*Data in this exercise:*
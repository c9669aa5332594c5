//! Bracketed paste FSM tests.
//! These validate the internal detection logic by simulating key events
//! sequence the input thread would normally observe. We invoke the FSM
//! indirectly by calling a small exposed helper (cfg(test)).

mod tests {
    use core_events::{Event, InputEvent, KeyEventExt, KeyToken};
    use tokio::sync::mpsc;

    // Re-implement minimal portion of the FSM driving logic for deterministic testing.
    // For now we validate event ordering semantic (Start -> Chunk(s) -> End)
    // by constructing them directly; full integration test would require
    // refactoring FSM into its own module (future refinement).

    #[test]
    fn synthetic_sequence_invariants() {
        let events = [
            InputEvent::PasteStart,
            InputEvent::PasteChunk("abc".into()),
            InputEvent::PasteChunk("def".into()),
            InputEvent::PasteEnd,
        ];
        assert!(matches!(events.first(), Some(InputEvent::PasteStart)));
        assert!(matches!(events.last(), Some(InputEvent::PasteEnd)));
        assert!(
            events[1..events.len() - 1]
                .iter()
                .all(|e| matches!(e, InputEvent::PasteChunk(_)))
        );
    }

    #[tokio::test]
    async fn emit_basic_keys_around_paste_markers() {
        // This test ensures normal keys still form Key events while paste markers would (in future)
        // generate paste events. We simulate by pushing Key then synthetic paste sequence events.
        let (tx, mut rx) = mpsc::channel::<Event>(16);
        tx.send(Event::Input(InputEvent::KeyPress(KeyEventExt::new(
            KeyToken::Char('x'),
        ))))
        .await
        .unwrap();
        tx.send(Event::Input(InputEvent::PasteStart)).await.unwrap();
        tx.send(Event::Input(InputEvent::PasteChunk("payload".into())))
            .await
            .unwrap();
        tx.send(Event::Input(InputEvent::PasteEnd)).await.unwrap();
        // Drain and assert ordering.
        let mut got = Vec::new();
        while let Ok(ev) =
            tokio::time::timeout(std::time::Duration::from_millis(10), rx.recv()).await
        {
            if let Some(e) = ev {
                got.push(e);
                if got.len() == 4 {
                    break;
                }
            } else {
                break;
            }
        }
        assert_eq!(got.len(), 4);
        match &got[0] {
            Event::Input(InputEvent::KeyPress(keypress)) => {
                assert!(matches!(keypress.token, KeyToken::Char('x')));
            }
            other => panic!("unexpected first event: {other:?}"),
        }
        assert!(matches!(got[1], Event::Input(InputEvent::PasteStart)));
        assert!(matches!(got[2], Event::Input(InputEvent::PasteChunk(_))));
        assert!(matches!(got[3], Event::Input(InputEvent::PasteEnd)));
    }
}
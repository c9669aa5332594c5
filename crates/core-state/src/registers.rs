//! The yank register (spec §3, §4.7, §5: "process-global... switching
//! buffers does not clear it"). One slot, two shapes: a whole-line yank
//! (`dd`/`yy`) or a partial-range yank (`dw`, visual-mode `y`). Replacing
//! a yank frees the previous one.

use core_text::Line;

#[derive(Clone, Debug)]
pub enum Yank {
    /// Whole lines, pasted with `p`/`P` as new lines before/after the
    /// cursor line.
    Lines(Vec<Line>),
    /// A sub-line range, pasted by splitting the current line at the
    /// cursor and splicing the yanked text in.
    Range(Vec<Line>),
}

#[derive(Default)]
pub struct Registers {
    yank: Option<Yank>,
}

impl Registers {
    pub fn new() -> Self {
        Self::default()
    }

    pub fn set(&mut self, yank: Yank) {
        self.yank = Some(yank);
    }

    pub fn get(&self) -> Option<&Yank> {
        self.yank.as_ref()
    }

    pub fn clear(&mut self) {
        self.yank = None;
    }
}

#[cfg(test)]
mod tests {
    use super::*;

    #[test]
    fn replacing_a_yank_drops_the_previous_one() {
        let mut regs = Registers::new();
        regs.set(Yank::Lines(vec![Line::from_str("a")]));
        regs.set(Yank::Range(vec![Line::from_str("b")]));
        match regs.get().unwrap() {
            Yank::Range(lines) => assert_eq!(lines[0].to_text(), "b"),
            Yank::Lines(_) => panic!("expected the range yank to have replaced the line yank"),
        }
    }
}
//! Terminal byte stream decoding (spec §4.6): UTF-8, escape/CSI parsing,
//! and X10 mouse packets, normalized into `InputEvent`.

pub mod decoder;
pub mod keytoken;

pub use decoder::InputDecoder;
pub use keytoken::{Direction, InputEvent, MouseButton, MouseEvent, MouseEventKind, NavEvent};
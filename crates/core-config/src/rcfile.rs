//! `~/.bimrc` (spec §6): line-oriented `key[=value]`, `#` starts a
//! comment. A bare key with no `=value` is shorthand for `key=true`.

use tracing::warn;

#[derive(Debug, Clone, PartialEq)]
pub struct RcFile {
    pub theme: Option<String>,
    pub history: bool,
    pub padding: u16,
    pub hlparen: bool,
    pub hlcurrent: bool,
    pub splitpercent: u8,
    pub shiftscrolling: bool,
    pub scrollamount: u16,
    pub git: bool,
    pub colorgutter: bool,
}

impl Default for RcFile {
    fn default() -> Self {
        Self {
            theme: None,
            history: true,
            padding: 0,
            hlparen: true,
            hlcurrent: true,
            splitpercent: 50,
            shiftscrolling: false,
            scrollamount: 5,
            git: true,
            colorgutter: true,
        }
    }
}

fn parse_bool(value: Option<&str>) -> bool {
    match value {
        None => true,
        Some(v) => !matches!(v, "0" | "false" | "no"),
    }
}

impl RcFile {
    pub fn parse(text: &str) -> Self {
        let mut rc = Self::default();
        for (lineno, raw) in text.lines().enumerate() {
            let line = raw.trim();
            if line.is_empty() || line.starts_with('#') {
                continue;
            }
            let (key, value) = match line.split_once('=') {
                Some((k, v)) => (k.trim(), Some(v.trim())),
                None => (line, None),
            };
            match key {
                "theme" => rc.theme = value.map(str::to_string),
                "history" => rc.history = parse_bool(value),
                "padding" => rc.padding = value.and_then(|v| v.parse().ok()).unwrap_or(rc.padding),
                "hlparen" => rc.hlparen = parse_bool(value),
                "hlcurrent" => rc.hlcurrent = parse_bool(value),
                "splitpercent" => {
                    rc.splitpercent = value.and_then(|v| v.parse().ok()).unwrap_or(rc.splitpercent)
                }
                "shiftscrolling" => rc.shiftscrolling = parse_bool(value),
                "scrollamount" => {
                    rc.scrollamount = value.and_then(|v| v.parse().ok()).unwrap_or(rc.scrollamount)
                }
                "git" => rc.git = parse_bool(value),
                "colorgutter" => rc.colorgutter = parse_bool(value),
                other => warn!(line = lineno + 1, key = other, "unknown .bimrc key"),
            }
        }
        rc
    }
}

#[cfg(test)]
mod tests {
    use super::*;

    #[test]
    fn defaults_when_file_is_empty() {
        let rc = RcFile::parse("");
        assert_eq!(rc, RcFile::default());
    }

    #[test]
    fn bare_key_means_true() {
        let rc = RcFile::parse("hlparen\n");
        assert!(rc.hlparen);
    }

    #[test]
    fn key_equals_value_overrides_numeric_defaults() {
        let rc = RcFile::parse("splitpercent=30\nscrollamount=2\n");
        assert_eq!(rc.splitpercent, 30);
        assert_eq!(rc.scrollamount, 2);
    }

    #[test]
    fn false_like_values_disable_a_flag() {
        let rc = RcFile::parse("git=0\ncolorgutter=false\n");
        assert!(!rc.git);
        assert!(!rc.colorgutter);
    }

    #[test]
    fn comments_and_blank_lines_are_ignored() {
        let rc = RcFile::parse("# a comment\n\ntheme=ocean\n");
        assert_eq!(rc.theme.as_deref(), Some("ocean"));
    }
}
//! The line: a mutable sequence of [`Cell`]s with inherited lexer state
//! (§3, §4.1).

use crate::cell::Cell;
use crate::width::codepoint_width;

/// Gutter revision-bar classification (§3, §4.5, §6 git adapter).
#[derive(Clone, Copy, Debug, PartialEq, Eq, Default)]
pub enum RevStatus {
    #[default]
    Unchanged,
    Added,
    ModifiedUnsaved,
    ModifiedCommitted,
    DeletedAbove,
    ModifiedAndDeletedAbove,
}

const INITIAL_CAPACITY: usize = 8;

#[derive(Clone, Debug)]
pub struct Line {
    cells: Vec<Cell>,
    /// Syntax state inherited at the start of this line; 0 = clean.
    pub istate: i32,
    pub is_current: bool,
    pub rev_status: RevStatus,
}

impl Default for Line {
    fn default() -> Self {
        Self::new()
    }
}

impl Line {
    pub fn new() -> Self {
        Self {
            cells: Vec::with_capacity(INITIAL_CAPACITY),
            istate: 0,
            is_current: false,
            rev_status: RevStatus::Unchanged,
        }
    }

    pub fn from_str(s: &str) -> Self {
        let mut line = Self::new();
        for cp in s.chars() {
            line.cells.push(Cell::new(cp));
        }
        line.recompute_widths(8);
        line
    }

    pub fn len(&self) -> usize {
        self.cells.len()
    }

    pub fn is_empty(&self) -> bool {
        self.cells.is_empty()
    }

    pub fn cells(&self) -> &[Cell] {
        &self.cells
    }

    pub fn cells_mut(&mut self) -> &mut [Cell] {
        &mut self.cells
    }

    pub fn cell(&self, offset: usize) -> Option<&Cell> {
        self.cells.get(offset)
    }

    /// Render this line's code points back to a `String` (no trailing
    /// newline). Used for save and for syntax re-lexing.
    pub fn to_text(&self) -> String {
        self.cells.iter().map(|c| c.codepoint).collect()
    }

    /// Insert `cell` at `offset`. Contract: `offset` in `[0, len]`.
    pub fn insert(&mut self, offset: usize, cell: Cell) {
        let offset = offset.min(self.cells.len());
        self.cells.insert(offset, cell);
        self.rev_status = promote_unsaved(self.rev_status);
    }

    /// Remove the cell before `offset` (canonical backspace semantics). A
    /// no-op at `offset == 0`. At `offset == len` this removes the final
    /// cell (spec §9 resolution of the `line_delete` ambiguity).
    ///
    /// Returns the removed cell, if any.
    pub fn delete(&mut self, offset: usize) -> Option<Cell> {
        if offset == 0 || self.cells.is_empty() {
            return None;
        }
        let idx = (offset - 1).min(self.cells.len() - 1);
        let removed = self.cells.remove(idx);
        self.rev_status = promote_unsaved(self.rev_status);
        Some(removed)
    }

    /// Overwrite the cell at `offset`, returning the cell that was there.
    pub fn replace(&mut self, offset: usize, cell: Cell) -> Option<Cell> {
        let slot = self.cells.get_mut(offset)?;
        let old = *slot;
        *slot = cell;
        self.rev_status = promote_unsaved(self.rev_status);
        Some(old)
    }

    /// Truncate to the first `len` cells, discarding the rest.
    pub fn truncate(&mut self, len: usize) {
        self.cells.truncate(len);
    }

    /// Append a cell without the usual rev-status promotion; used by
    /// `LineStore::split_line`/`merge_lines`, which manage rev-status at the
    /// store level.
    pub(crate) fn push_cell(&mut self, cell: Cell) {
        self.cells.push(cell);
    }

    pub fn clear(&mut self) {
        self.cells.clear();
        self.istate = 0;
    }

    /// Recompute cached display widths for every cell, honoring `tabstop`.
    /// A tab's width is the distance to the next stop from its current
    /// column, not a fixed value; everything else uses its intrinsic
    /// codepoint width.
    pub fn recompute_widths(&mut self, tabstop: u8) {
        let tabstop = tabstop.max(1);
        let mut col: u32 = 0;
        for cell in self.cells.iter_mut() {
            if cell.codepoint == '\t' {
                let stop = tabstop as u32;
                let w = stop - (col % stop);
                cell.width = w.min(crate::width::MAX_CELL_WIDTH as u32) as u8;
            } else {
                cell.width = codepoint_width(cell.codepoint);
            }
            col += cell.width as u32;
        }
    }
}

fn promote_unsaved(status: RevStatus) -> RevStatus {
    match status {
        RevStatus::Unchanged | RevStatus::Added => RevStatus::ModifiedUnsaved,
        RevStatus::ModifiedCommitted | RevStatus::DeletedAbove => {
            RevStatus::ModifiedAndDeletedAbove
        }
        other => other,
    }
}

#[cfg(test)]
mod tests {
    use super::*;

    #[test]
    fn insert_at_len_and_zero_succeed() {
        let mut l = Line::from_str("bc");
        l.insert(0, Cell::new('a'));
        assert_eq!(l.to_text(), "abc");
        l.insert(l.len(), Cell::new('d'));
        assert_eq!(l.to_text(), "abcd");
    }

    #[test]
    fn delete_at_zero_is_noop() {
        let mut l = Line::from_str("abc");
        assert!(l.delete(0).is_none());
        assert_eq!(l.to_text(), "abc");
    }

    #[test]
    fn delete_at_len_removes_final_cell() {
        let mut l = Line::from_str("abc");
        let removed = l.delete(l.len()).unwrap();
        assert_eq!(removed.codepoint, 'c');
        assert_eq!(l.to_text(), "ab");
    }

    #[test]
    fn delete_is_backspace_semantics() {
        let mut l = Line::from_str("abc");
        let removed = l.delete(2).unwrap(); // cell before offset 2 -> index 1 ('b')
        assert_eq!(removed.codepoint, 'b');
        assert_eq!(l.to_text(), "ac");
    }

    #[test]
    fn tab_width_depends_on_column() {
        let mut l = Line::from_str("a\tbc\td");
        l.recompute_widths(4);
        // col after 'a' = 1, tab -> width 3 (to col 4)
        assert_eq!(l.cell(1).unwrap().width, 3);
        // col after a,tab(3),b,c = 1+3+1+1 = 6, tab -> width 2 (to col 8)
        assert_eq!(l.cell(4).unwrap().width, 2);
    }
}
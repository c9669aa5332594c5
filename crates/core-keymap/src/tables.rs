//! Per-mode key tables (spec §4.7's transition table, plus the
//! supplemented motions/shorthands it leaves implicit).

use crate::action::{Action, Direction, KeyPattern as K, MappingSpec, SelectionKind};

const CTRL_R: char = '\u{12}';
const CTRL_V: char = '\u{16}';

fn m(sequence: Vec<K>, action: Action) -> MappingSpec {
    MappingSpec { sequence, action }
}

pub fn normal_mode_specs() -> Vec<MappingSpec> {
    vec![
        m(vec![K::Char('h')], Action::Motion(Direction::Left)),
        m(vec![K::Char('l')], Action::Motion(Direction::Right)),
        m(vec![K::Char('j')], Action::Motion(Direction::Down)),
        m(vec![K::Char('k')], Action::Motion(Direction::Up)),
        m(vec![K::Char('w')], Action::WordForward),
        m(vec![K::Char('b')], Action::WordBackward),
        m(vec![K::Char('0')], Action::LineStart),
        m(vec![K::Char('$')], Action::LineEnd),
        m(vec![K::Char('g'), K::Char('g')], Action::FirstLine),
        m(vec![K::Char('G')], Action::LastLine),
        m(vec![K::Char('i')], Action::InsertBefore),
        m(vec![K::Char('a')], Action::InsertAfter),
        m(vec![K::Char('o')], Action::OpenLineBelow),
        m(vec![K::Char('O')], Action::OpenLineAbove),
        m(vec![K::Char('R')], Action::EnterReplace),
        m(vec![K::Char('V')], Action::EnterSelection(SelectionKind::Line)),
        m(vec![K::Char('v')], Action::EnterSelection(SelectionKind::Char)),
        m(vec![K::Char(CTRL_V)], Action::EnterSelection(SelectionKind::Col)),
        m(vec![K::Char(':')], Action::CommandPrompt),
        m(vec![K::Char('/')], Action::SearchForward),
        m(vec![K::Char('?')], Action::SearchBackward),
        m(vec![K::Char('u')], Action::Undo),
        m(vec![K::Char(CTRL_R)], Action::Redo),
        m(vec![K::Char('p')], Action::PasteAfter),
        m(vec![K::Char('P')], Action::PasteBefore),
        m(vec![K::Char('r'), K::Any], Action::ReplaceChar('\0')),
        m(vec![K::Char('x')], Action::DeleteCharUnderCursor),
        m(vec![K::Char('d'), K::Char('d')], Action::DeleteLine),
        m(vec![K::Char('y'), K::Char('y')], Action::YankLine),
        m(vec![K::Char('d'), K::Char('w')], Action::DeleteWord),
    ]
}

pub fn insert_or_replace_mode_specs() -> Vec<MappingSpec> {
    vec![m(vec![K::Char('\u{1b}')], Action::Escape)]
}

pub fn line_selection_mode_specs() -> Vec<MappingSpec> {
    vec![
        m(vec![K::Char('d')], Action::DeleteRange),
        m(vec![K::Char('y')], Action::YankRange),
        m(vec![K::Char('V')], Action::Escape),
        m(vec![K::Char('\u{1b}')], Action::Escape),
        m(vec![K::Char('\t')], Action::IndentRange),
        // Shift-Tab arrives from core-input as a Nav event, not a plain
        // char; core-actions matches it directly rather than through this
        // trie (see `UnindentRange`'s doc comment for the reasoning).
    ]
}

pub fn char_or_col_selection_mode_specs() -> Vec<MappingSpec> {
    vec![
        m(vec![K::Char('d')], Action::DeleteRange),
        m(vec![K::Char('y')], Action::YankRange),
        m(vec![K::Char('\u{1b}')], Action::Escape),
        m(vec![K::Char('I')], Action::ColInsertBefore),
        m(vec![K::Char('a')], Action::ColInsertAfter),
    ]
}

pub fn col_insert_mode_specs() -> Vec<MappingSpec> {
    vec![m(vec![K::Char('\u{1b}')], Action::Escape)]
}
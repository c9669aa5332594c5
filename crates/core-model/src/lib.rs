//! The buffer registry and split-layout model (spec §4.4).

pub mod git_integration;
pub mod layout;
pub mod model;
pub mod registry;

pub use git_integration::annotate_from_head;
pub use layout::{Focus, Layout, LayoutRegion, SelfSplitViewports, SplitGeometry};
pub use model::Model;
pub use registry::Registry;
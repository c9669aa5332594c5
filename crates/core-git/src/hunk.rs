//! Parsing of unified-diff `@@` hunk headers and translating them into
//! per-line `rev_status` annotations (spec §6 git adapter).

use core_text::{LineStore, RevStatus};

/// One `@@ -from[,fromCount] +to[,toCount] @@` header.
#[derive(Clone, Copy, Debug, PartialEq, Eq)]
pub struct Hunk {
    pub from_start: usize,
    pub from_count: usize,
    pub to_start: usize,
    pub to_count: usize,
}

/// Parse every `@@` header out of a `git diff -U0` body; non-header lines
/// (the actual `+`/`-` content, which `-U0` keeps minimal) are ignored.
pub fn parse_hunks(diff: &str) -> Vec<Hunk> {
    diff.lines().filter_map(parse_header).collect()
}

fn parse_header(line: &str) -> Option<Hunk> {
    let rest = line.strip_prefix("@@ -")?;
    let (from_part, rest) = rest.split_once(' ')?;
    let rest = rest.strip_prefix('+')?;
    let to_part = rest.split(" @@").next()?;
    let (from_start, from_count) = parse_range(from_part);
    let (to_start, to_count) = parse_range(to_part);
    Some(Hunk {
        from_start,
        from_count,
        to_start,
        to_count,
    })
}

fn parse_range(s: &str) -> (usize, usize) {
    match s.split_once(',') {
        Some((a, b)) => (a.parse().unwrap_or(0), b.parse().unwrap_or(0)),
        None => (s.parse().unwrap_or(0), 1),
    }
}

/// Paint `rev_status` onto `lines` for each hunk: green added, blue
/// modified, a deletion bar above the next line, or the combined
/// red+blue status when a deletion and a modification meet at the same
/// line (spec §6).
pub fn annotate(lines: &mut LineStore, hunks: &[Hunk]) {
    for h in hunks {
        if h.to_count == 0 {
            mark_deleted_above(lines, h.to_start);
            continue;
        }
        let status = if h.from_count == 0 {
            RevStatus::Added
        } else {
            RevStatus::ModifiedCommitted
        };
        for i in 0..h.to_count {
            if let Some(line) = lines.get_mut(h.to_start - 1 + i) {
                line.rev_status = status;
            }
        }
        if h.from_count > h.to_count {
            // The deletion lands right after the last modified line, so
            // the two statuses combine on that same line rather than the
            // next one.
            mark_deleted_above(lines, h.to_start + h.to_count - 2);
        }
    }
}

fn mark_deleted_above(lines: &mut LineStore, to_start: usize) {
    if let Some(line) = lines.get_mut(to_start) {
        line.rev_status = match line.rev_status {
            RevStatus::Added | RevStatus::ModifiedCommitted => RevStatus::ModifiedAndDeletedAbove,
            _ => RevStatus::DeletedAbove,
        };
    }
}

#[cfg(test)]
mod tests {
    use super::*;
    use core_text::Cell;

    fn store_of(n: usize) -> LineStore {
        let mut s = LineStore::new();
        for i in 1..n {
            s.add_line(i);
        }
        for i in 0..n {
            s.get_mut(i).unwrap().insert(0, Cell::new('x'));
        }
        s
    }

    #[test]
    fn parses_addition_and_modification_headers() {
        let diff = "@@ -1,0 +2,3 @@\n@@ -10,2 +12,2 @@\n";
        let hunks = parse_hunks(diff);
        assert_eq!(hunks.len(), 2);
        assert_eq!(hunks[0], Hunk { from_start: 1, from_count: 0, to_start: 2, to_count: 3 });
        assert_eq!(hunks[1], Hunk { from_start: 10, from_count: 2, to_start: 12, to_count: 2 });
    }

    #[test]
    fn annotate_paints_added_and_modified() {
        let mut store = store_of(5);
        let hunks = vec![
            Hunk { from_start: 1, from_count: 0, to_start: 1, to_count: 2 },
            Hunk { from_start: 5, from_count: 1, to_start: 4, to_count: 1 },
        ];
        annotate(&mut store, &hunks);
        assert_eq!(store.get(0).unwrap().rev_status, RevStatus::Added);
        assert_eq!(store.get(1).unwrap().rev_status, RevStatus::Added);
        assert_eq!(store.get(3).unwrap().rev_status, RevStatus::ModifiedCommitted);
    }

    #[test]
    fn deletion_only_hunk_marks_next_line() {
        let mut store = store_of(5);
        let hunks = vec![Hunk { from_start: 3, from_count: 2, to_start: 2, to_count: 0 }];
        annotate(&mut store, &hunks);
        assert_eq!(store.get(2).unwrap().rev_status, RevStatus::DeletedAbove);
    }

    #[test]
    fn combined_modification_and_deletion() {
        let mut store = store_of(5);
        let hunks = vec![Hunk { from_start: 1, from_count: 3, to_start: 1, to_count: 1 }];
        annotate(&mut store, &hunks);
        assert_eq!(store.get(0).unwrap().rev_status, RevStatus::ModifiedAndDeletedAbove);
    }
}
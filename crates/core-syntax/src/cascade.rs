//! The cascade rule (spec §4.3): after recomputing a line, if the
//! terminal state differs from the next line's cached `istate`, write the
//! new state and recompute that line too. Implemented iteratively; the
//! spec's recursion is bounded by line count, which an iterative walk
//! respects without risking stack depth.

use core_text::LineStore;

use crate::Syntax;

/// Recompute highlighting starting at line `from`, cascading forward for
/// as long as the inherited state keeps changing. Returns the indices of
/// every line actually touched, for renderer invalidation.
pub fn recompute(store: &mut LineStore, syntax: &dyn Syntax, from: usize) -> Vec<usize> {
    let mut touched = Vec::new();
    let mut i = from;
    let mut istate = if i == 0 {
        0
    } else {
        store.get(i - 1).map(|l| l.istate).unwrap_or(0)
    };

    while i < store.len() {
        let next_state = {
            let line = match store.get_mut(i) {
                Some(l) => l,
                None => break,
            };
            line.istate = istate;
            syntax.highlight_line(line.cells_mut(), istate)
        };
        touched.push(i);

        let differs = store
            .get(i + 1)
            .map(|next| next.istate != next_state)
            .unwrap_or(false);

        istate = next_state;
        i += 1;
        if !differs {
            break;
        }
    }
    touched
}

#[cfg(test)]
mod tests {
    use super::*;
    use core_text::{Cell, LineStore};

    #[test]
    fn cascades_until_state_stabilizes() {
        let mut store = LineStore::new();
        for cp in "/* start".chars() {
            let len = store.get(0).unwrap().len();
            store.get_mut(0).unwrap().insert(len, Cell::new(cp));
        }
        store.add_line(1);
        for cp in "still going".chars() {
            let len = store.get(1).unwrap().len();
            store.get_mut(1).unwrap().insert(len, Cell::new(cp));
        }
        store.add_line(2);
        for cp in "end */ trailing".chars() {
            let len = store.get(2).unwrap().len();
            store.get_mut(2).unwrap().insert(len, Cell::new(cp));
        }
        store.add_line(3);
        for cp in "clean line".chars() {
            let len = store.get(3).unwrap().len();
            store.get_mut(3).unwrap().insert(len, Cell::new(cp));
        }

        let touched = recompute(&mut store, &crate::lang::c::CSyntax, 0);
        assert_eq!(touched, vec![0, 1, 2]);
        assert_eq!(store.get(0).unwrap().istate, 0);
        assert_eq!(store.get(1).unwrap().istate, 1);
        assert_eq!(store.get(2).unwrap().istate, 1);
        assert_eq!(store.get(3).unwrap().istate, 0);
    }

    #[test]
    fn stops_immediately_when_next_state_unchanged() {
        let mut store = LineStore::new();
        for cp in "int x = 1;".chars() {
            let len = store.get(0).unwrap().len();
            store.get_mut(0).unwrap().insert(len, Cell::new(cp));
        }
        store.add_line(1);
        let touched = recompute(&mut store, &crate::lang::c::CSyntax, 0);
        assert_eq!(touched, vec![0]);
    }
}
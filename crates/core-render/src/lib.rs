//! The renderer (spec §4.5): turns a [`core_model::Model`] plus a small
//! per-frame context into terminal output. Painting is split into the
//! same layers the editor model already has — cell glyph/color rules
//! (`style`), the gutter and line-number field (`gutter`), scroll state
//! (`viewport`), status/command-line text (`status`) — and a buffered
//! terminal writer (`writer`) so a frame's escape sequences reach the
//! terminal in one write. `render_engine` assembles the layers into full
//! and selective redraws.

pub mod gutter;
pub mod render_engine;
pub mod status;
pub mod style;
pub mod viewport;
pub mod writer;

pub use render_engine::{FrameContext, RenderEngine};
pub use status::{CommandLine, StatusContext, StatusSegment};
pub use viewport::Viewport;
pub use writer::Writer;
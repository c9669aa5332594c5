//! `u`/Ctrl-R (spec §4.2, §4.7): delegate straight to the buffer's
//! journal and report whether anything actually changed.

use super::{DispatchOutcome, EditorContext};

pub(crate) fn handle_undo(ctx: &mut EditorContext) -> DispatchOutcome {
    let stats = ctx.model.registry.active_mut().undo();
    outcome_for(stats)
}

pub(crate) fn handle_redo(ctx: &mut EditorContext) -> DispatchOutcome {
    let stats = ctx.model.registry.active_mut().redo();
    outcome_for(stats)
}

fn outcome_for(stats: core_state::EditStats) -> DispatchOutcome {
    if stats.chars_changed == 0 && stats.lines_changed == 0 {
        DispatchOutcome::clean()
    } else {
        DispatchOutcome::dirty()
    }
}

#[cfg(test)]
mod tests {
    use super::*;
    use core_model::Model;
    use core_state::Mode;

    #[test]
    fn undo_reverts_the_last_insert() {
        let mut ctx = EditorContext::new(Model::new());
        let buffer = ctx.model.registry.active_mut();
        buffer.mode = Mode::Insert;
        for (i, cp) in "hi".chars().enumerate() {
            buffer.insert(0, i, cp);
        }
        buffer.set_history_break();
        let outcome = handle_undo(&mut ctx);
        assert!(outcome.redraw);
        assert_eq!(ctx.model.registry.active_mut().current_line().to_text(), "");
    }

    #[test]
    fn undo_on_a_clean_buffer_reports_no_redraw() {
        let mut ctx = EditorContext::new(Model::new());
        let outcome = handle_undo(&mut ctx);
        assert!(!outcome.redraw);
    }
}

*What you should do:* Exact duplication is required for the lines above, from the line that contains "filename crates/core-git/src/hunk.rs" to the line that contains "at the same", inclusive; omit all others.

*Result for this task:*
filename crates/core-git/src/hunk.rs
//! Parsing of unified-diff `@@` hunk headers and translating them into
//! per-line `rev_status` annotations (spec §6 git adapter).

use core_text::{LineStore, RevStatus};

/// One `@@ -from[,fromCount] +to[,toCount] @@` header.
#[derive(Clone, Copy, Debug, PartialEq, Eq)]
pub struct Hunk {
    pub from_start: usize,
    pub from_count: usize,
    pub to_start: usize,
    pub to_count: usize,
}

/// Parse every `@@` header out of a `git diff -U0` body; non-header lines
/// (the actual `+`/`-` content, which `-U0` keeps minimal) are ignored.
pub fn parse_hunks(diff: &str) -> Vec<Hunk> {
    diff.lines().filter_map(parse_header).collect()
}

fn parse_header(line: &str) -> Option<Hunk> {
    let rest = line.strip_prefix("@@ -")?;
    let (from_part, rest) = rest.split_once(' ')?;
    let rest = rest.strip_prefix('+')?;
    let to_part = rest.split(" @@").next()?;
    let (from_start, from_count) = parse_range(from_part);
    let (to_start, to_count) = parse_range(to_part);
    Some(Hunk {
        from_start,
        from_count,
        to_start,
        to_count,
    })
}

fn parse_range(s: &str) -> (usize, usize) {
    match s.split_once(',') {
        Some((a, b)) => (a.parse().unwrap_or(0), b.parse().unwrap_or(0)),
        None => (s.parse().unwrap_or(0), 1),
    }
}

/// Paint `rev_status` onto `lines` for each hunk: green added, blue
/// modified, a deletion bar above the next line, or the combined
/// red+blue status when a deletion and a modification meet at the same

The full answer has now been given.